In-silico based vaccine development: targeting nucleocapsid protein of SARS-CoV-2.

Abstract

SARS-CoV-2 is a highly contagious and virulent coronavirus that has triggered a pandemic of acute respiratory disease (COVID-19), endangering human health. In this study the goal was to develop a peptide based multi-epitope sub-unit vaccine against SARS-Cov-2 that would utilize the Nucleocapsid protein (N). Antigen was selected based on two primary criteria: (1) Protein antigenicity. (2) Protein Functionality. At first the structural Nucleocapsid protein (N) was selected through proteomic screening for analysis by using Vipr database. Then Vaxijen 2.0 was used to test the antigenicity of our proteins at a minimal threshold of 0.5. This study used immunoinformatics approaches to discover B cell and T cell epitopes for SARS-CoV-2 Nucleocapsid protein (N), then estimated their antigenicity and corresponding relationships with human leukocyte antigen (HLA) alleles. All of the identified epitopes were then linked to the core antigen using the appropriate linkers to develop the vaccine formulation.
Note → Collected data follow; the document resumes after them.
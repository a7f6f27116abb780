//! Campaign aggregation
//!
//! Campaign totals are a pure function of the current lines. Callers reprice
//! the edited line first, then aggregate.

use rust_decimal::Decimal;
use serde::{Deserialize, Serialize};
use std::collections::HashSet;

use crate::domain::aggregates::PricingLine;

/// Campaign-level totals
#[derive(Clone, Debug, Default, PartialEq, Eq, Serialize, Deserialize)]
pub struct CampaignTotals {
    pub total_items: usize,
    pub total_customers: usize,
    pub estimated_revenue: Decimal,
    pub profit_potential: Decimal,
    /// Margin on cost: profit / (revenue - profit) * 100
    pub average_margin_percent: Decimal,
    pub total_sms_cost: Decimal,
}

/// Aggregate lines into campaign totals.
///
/// Lines without a customer still count as items but not as customers. A line
/// without a computed amount contributes zero revenue.
pub fn aggregate(lines: &[PricingLine], per_message_cost: Decimal) -> CampaignTotals {
    let mut customers = HashSet::new();
    let mut revenue = Decimal::ZERO;
    let mut profit = Decimal::ZERO;

    for line in lines {
        if let Some(customer) = line.customer.as_deref().filter(|c| !c.is_empty()) {
            customers.insert(customer);
        }

        let amount = line.line_amount.unwrap_or_default();
        revenue += amount;
        profit += amount - line.base_amount();
    }

    let cost_basis = revenue - profit;
    let average_margin_percent = if cost_basis > Decimal::ZERO {
        profit / cost_basis * Decimal::ONE_HUNDRED
    } else {
        Decimal::ZERO
    };

    CampaignTotals {
        total_items: lines.len(),
        total_customers: customers.len(),
        estimated_revenue: revenue,
        profit_potential: profit,
        average_margin_percent,
        total_sms_cost: Decimal::from(customers.len()) * per_message_cost,
    }
}

/// Return on the messaging spend
#[derive(Clone, Debug, Default, PartialEq, Eq, Serialize, Deserialize)]
pub struct CampaignRoi {
    pub roi_percent: Decimal,
    pub revenue: Decimal,
    pub cost: Decimal,
    pub profit: Decimal,
}

impl CampaignRoi {
    pub fn from_totals(totals: &CampaignTotals) -> Self {
        let revenue = totals.estimated_revenue;
        let cost = totals.total_sms_cost;
        let roi_percent = if cost > Decimal::ZERO {
            (revenue - cost) / cost * Decimal::ONE_HUNDRED
        } else {
            Decimal::ZERO
        };

        Self { roi_percent, revenue, cost, profit: revenue - cost }
    }
}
Antigenicity of this developed vaccine was 0.5135. 11 B cell epitopes, 9 MHC class-I and 2 MHC class-II strong binding of Tcells epitopes were identified. Analyses of allergenicity, toxicity, and physicochemical properties confirmed the epitopes' specificity and selectivity. A PDB model of the final vaccine was created utilizing phyre2 server via homology modeling. From the biochemical analysis of PROTPARAM this research found that the vaccine and crude N protein had an aliphatic index of 48.47 and 52.53 respectively, while the unstability indexes are at 60.89 and 55.81 accordingly. Again, the vaccine construct's and crude N protein's Grand Average of Hydropathicity (GRAVY) values are -1.110 and -0.980 respectively. Then from Patchdock the best complex score of 18094 in the molecular docking algorithm based on shape complementarity principles under the area of 2671.30 square angstrom in the Atomic Contact Energy (ACE) of 464.89 was selected. An in-silico simulation study was conducted utilizing the C-immsim server to further verify the credibility of this vaccine's effectiveness, and as the result was unstable so addition of chaperones can help to stabilize the vaccine.